* AIM OF THE TASK:
All records are to be retyped faithfully and completely.

* RECORDED DATA:
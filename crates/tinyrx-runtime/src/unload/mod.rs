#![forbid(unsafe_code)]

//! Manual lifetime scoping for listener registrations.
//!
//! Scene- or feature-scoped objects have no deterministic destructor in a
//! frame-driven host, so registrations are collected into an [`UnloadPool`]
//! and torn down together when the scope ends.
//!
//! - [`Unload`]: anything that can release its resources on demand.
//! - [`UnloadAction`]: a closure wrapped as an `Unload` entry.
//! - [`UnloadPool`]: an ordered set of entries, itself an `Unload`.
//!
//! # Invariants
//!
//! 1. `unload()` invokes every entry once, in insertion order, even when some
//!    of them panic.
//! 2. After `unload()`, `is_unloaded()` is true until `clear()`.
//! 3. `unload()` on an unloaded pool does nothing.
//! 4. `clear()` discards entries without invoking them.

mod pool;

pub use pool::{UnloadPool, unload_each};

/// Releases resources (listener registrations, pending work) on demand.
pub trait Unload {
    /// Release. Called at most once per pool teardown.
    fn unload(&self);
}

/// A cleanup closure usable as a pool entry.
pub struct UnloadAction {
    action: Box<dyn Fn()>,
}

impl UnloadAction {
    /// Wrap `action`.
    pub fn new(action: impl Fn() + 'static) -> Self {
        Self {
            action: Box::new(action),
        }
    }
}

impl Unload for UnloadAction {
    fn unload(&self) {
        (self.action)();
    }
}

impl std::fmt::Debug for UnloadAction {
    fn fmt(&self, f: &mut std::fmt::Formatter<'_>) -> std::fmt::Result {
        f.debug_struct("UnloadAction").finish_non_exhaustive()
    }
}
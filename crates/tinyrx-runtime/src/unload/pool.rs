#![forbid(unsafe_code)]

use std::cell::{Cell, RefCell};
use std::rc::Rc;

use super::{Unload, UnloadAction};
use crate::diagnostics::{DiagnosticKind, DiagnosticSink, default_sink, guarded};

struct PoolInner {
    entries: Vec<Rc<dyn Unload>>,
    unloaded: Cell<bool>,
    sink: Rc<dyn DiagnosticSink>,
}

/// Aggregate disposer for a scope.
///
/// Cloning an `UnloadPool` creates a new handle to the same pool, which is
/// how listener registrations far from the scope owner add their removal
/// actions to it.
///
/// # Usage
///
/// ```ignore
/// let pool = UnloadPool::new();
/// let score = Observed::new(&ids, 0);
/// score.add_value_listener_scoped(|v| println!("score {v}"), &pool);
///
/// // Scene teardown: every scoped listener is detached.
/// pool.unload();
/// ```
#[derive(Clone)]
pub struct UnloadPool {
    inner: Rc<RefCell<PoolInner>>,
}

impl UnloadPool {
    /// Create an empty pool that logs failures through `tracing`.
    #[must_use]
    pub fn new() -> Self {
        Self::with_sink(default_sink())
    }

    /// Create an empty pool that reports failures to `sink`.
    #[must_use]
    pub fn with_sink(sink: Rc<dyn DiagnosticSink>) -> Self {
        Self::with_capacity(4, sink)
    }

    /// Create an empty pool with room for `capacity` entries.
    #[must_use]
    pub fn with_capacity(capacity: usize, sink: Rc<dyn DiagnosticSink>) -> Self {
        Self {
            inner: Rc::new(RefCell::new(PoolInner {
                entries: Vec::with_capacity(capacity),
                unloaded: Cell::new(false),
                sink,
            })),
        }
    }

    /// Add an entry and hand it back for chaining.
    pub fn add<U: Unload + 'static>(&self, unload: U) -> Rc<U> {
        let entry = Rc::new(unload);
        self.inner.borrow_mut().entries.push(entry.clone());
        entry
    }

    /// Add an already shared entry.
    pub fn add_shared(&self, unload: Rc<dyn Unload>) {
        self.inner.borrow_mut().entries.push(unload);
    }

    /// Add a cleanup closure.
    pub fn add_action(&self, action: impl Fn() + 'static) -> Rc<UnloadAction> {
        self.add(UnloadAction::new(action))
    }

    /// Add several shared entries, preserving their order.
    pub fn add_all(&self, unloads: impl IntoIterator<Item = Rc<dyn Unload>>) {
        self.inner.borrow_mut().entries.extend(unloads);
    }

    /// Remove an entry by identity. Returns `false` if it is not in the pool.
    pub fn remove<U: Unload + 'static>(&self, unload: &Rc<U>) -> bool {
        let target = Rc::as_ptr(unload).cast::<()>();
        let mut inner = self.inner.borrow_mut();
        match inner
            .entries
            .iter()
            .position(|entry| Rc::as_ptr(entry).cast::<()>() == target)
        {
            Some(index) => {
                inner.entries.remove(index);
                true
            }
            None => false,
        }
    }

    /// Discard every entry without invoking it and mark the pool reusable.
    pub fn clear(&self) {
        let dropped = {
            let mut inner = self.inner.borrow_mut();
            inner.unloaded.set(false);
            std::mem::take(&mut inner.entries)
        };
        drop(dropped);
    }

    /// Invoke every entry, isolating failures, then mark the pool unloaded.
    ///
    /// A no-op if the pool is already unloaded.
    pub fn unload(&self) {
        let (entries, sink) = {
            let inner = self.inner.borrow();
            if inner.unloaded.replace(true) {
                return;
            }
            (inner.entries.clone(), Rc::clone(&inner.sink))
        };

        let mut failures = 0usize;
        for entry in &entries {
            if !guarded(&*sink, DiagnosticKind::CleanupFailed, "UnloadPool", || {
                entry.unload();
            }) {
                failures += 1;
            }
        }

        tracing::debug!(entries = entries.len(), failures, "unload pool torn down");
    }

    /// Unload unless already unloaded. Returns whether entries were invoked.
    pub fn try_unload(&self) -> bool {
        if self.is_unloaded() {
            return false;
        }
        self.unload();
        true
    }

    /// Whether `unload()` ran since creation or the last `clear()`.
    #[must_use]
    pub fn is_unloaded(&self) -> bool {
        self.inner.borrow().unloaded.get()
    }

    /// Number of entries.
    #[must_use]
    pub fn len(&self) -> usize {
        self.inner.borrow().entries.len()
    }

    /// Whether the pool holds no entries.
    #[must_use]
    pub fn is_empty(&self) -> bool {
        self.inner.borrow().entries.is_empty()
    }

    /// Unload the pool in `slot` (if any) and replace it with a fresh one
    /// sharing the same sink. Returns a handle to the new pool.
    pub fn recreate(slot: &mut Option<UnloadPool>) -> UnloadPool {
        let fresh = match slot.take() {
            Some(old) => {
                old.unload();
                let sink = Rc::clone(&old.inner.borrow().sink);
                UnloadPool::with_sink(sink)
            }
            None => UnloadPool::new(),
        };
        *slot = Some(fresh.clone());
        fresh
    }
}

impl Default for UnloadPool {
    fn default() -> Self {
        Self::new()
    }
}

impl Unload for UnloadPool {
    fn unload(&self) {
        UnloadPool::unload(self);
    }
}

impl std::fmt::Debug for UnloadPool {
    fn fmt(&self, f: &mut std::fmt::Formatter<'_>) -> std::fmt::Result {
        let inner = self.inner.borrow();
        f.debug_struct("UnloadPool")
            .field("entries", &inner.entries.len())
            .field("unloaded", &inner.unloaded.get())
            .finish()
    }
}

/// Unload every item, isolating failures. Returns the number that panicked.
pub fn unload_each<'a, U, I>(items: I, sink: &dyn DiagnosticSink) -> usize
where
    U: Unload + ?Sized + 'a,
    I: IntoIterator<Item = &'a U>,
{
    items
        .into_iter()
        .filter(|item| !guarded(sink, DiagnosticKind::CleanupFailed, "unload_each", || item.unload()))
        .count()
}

* YOUR SOLUTION:
filename crates/tinyrx-runtime/src/unload/mod.rs
#![forbid(unsafe_code)]

//! Manual lifetime scoping for listener registrations.
//!
//! Scene- or feature-scoped objects have no deterministic destructor in a
//! frame-driven host, so registrations are collected into an [`UnloadPool`]
//! and torn down together when the scope ends.
//!
//! - [`Unload`]: anything that can release its resources on demand.
//! - [`UnloadAction`]: a closure wrapped as an `Unload` entry.
//! - [`UnloadPool`]: an ordered set of entries, itself an `Unload`.
//!
//! # Invariants
//!
//! 1. `unload()` invokes every entry once, in insertion order, even when some
//!    of them panic.
//! 2. After `unload()`, `is_unloaded()` is true until `clear()`.
//! 3. `unload()` on an unloaded pool does nothing.
//! 4. `clear()` discards entries without invoking them.

mod pool;

pub use pool::{UnloadPool, unload_each};

/// Releases resources (listener registrations, pending work) on demand.
pub trait Unload {
    /// Release. Called at most once per pool teardown.
    fn unload(&self);
}

/// A cleanup closure usable as a pool entry.
pub struct UnloadAction {
    action: Box<dyn Fn()>,
}

impl UnloadAction {
    /// Wrap `action`.
    pub fn new(action: impl Fn() + 'static) -> Self {
        Self {
            action: Box::new(action),
        }
    }
}

impl Unload for UnloadAction {
    fn unload(&self) {
        (self.action)();
    }
}

impl std::fmt::Debug for UnloadAction {
    fn fmt(&self, f: &mut std::fmt::Formatter<'_>) -> std::fmt::Result {
        f.debug_struct("UnloadAction").finish_non_exhaustive()
    }
}
filename crates/tinyrx-runtime/src/unload/pool.rs
#![forbid(unsafe_code)]

use std::cell::{Cell, RefCell};
use std::rc::Rc;

use super::{Unload, UnloadAction};
use crate::diagnostics::{DiagnosticKind, DiagnosticSink, default_sink, guarded};

struct PoolInner {
    entries: Vec<Rc<dyn Unload>>,
    unloaded: Cell<bool>,
    sink: Rc<dyn DiagnosticSink>,
}

/// Aggregate disposer for a scope.
///
/// Cloning an `UnloadPool` creates a new handle to the same pool, which is
/// how listener registrations far from the scope owner add their removal
/// actions to it.
///
/// # Usage
///
/// ```ignore
/// let pool = UnloadPool::new();
/// let score = Observed::new(&ids, 0);
/// score.add_value_listener_scoped(|v| println!("score {v}"), &pool);
///
/// // Scene teardown: every scoped listener is detached.
/// pool.unload();
/// ```
#[derive(Clone)]
pub struct UnloadPool {
    inner: Rc<RefCell<PoolInner>>,
}

impl UnloadPool {
    /// Create an empty pool that logs failures through `tracing`.
    #[must_use]
    pub fn new() -> Self {
        Self::with_sink(default_sink())
    }

    /// Create an empty pool that reports failures to `sink`.
    #[must_use]
    pub fn with_sink(sink: Rc<dyn DiagnosticSink>) -> Self {
        Self::with_capacity(4, sink)
    }

    /// Create an empty pool with room for `capacity` entries.
    #[must_use]
    pub fn with_capacity(capacity: usize, sink: Rc<dyn DiagnosticSink>) -> Self {
        Self {
            inner: Rc::new(RefCell::new(PoolInner {
                entries: Vec::with_capacity(capacity),
                unloaded: Cell::new(false),
                sink,
            })),
        }
    }

    /// Add an entry and hand it back for chaining.
    pub fn add<U: Unload + 'static>(&self, unload: U) -> Rc<U> {
        let entry = Rc::new(unload);
        self.inner.borrow_mut().entries.push(entry.clone());
        entry
    }

    /// Add an already shared entry.
    pub fn add_shared(&self, unload: Rc<dyn Unload>) {
        self.inner.borrow_mut().entries.push(unload);
    }

    /// Add a cleanup closure.
    pub fn add_action(&self, action: impl Fn() + 'static) -> Rc<UnloadAction> {
        self.add(UnloadAction::new(action))
    }

    /// Add several shared entries, preserving their order.
    pub fn add_all(&self, unloads: impl IntoIterator<Item = Rc<dyn Unload>>) {
        self.inner.borrow_mut().entries.extend(unloads);
    }

    /// Remove an entry by identity. Returns `false` if it is not in the pool.
    pub fn remove<U: Unload + 'static>(&self, unload: &Rc<U>) -> bool {
        let target = Rc::as_ptr(unload).cast::<()>();
        let mut inner = self.inner.borrow_mut();
        match inner
            .entries
            .iter()
            .position(|entry| Rc::as_ptr(entry).cast::<()>() == target)
        {
            Some(index) => {
                inner.entries.remove(index);
                true
            }
            None => false,
        }
    }

    /// Discard every entry without invoking it and mark the pool reusable.
    pub fn clear(&self) {
        let dropped = {
            let mut inner = self.inner.borrow_mut();
            inner.unloaded.set(false);
            std::mem::take(&mut inner.entries)
        };
        drop(dropped);
    }

    /// Invoke every entry, isolating failures, then mark the pool unloaded.
    ///
    /// A no-op if the pool is already unloaded.
    pub fn unload(&self) {
        let (entries, sink) = {
            let inner = self.inner.borrow();
            if inner.unloaded.replace(true) {
                return;
            }
            (inner.entries.clone(), Rc::clone(&inner.sink))
        };

        let mut failures = 0usize;
        for entry in &entries {
            if !guarded(&*sink, DiagnosticKind::CleanupFailed, "UnloadPool", || {
                entry.unload();
            }) {
                failures += 1;
            }
        }

        tracing::debug!(entries = entries.len(), failures, "unload pool torn down");
    }

    /// Unload unless already unloaded. Returns whether entries were invoked.
    pub fn try_unload(&self) -> bool {
        if self.is_unloaded() {
            return false;
        }
        self.unload();
        true
    }

    /// Whether `unload()` ran since creation or the last `clear()`.
    #[must_use]
    pub fn is_unloaded(&self) -> bool {
        self.inner.borrow().unloaded.get()
    }

    /// Number of entries.
    #[must_use]
    pub fn len(&self) -> usize {
        self.inner.borrow().entries.len()
    }

    /// Whether the pool holds no entries.
    #[must_use]
    pub fn is_empty(&self) -> bool {
        self.inner.borrow().entries.is_empty()
    }

    /// Unload the pool in `slot` (if any) and replace it with a fresh one
    /// sharing the same sink. Returns a handle to the new pool.
    pub fn recreate(slot: &mut Option<UnloadPool>) -> UnloadPool {
        let fresh = match slot.take() {
            Some(old) => {
                old.unload();
                let sink = Rc::clone(&old.inner.borrow().sink);
                UnloadPool::with_sink(sink)
            }
            None => UnloadPool::new(),
        };
        *slot = Some(fresh.clone());
        fresh
    }
}

impl Default for UnloadPool {
    fn default() -> Self {
        Self::new()
    }
}

impl Unload for UnloadPool {
    fn unload(&self) {
        UnloadPool::unload(self);
    }
}

impl std::fmt::Debug for UnloadPool {
    fn fmt(&self, f: &mut std::fmt::Formatter<'_>) -> std::fmt::Result {
        let inner = self.inner.borrow();
        f.debug_struct("UnloadPool")
            .field("entries", &inner.entries.len())
            .field("unloaded", &inner.unloaded.get())
            .finish()
    }
}

/// Unload every item, isolating failures. Returns the number that panicked.
pub fn unload_each<'a, U, I>(items: I, sink: &dyn DiagnosticSink) -> usize
where
    U: Unload + ?Sized + 'a,
    I: IntoIterator<Item = &'a U>,
{
    items
        .into_iter()
        .filter(|item| !guarded(sink, DiagnosticKind::CleanupFailed, "unload_each", || item.unload()))
        .count()
}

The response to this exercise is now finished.